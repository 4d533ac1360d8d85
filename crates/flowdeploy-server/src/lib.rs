//! HTTP surface for FlowDeploy.

pub mod api;

use axum::{
    Json, Router,
    http::{Method, StatusCode, header},
    routing::{get, post},
};
use tower_http::cors::CorsLayer;

use api::response::ErrorBody;
use api::state::AppState;

#[derive(serde::Serialize)]
struct Health {
    status: String,
}

async fn health() -> Json<Health> {
    Json(Health {
        status: "flowdeploy is working!".to_string(),
    })
}

async fn endpoint_not_found() -> (StatusCode, Json<ErrorBody>) {
    (
        StatusCode::NOT_FOUND,
        Json(ErrorBody {
            error: "Endpoint not found".to_string(),
        }),
    )
}

/// Build the application router with CORS and the not-found fallback.
pub fn router(state: AppState) -> Router {
    // Configure CORS; pre-flight OPTIONS is answered by the layer
    let cors = CorsLayer::new()
        .allow_origin(tower_http::cors::Any)
        .allow_methods([Method::GET, Method::POST, Method::OPTIONS])
        .allow_headers([header::CONTENT_TYPE, header::AUTHORIZATION]);

    Router::new()
        .route("/health", get(health))
        .route("/connect", post(api::connect::connect))
        .route(
            "/templates",
            get(api::templates::list_templates).post(api::templates::list_templates),
        )
        .route("/deploy", post(api::deploy::deploy))
        .fallback(endpoint_not_found)
        .layer(cors)
        .with_state(state)
}
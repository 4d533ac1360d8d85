//! FlowDeploy core: bundled flow templates, the deployment transform and
//! the Klaviyo gateway.

pub mod config;
pub mod error;
pub mod klaviyo;
pub mod notify;
pub mod templates;
pub mod transform;

pub use config::Config;
pub use error::{Error, Result};
use axum::{Json, extract::State};
use flowdeploy_core::klaviyo::contact_field;
use flowdeploy_core::Error;
use serde::{Deserialize, Serialize};
use serde_json::Value;
use tracing::info;

use crate::api::response::ApiResult;
use crate::api::state::AppState;

#[derive(Debug, Deserialize)]
#[serde(rename_all = "camelCase")]
pub struct ConnectRequest {
    #[serde(default)]
    pub api_key: Option<String>,
}

#[derive(Debug, Serialize)]
#[serde(rename_all = "camelCase")]
pub struct ConnectResponse {
    pub success: bool,
    /// Account attributes as returned by Klaviyo.
    pub account: Value,
    #[serde(skip_serializing_if = "Option::is_none")]
    pub sender_email: Option<String>,
    #[serde(skip_serializing_if = "Option::is_none")]
    pub sender_name: Option<String>,
}

// POST /connect
pub async fn connect(
    State(state): State<AppState>,
    Json(request): Json<ConnectRequest>,
) -> ApiResult<Json<ConnectResponse>> {
    let api_key = request
        .api_key
        .filter(|key| !key.trim().is_empty())
        .ok_or_else(|| Error::Validation("API key is required".to_string()))?;

    let account = state.klaviyo.get_account(&api_key).await?;
    let sender_email = contact_field(&account, "default_sender_email");
    let sender_name = contact_field(&account, "default_sender_name");

    info!("Connected Klaviyo account");

    Ok(Json(ConnectResponse {
        success: true,
        account,
        sender_email,
        sender_name,
    }))
}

__________

=== Problem ===
Wherever "CorsLayer" appears in a line of the entries, copy that line.

=== Exercise response ===
use tower_http::cors::CorsLayer;
    let cors = CorsLayer::new()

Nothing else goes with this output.